Understanding Iterators in Python

In this post, we will dive into the concept of iterators and the iter() function in Python.

What Are Iterators?

Iterators are used implicitly when handling collections like lists, tuples, or strings—often referred to as iterables. A common way to traverse a collection is using a for loop:

my_list = [1, 2, 3, 4]
for item in my_list:
    print(item)

Output:

1
2
3
4

Here, the for loop automatically uses an iterator to go through the elements of my_list.

Using iter() Function

Alternatively, you can traverse an iterable without a for loop by using the iter() function.
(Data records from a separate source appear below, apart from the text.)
//! Observable holder of the current [`SessionState`].
//!
//! The state lives in a watch channel next to the epoch that produced it
//! and an `open` flag. Every guarded write checks both inside the channel's
//! write lock, so a result computed under an older epoch, or after the store
//! was closed, can never land.

use em_core::SessionState;

use std::sync::Arc;
use std::sync::atomic::{AtomicU64, Ordering};
use std::time::Duration;

use tokio::sync::watch;

#[derive(Debug, Clone, Default)]
struct Slot {
    epoch: u64,
    open: bool,
    state: SessionState,
}

#[derive(Debug)]
struct Inner {
    slot: watch::Sender<Slot>,
    writes: AtomicU64,
}

/// Cloneable handle; all clones share one store.
#[derive(Debug, Clone)]
pub struct SessionStore {
    inner: Arc<Inner>,
}

impl Default for SessionStore {
    fn default() -> Self {
        Self::new()
    }
}

impl SessionStore {
    /// Open store in `Unknown` at epoch 0.
    pub fn new() -> Self {
        let (slot, _) = watch::channel(Slot {
            open: true,
            ..Slot::default()
        });
        Self {
            inner: Arc::new(Inner {
                slot,
                writes: AtomicU64::new(0),
            }),
        }
    }

    pub fn state(&self) -> SessionState {
        self.inner.slot.borrow().state.clone()
    }

    pub fn epoch(&self) -> u64 {
        self.inner.slot.borrow().epoch
    }

    pub fn is_open(&self) -> bool {
        self.inner.slot.borrow().open
    }

    /// Number of state writes applied so far.
    pub fn write_count(&self) -> u64 {
        self.inner.writes.load(Ordering::SeqCst)
    }

    pub fn subscribe(&self) -> SessionWatch {
        SessionWatch {
            receiver: self.inner.slot.subscribe(),
        }
    }

    /// Start a new intent: bump the epoch and set the state it implies.
    ///
    /// Returns the new epoch, or `None` once the store is closed.
    pub fn begin_intent(&self, update: impl FnOnce(&mut SessionState)) -> Option<u64> {
        let writes = &self.inner.writes;
        let mut started = None;
        self.inner.slot.send_if_modified(|slot| {
            if !slot.open {
                return false;
            }
            slot.epoch += 1;
            update(&mut slot.state);
            writes.fetch_add(1, Ordering::SeqCst);
            started = Some(slot.epoch);
            true
        });
        started
    }

    /// Apply a background result if `epoch` is still current and the store
    /// is open. `update` returns whether it changed anything.
    pub fn apply_if_current(
        &self,
        epoch: u64,
        update: impl FnOnce(&mut SessionState) -> bool,
    ) -> bool {
        let writes = &self.inner.writes;
        self.inner.slot.send_if_modified(|slot| {
            if !slot.open || slot.epoch != epoch {
                return false;
            }
            let changed = update(&mut slot.state);
            if changed {
                writes.fetch_add(1, Ordering::SeqCst);
            }
            changed
        })
    }

    /// Stop accepting writes. Idempotent.
    pub fn close(&self) {
        self.inner.slot.send_if_modified(|slot| {
            slot.open = false;
            false
        });
    }
}

/// Read side of a [`SessionStore`].
#[derive(Debug, Clone)]
pub struct SessionWatch {
    receiver: watch::Receiver<Slot>,
}

impl SessionWatch {
    pub fn current(&self) -> SessionState {
        self.receiver.borrow().state.clone()
    }

    /// Wait for the next write. `false` once the store is gone.
    pub async fn changed(&mut self) -> bool {
        self.receiver.changed().await.is_ok()
    }

    /// Wait until `predicate` holds for the state, up to `timeout`.
    pub async fn wait_for(
        &mut self,
        timeout: Duration,
        mut predicate: impl FnMut(&SessionState) -> bool,
    ) -> Option<SessionState> {
        let waited = tokio::time::timeout(
            timeout,
            self.receiver.wait_for(|slot| predicate(&slot.state)),
        )
        .await;
        match waited {
            Ok(Ok(slot)) => Some(slot.state.clone()),
            _ => None,
        }
    }
}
An iterator is an object that represents a stream of data, returning one element at a time using the __next__() method.

def traverse(iterable):
    it = iter(iterable)
    while True:
        try:
            item = next(it)
            print(item)
        except StopIteration:
            break

Example with iter() and next

The iter() function can be used directly to create an iterator object from an iterable:

L1 = [1, 2, 3]
it = iter(L1)
print(it.__next__())  # Output: 1
print(it.__next__())  # Output: 2
print(it.__next__())  # Output: 3

When you reach the end of the iterable, __next__() raises a StopIteration exception:

Traceback (most recent call last):
  File "<pyshell#13>", line 1, in <module>
    it.__next__()
StopIteration

Using next() for Iteration

Instead of repeatedly calling __next__(), you can use the built-in next() function, which simplifies the syntax:

L1 = [1, 2, 3]
it = iter(L1)
print(next(it))  # Output: 1
print(next(it))  # Output: 2
print(next(it))  # Output: 3

Note: If you attempt to iterate over a non-iterable, such as an integer, Python throws a TypeError:

>>>iter(100)
Traceback (most recent call last):
  File "<pyshell#13>", line 1, in <module>
    iter(100)
TypeError: 'int' object is not iterable

Limitations and Generators

A limitation of using iterators is that they raise an exception when there are no more items. You can overcome this by creating your own iterator functions using generators.

By understanding iterators and how to use the iter() function, you can efficiently handle sequences and streams of data in Python, adding flexibility and power to your programming toolkit.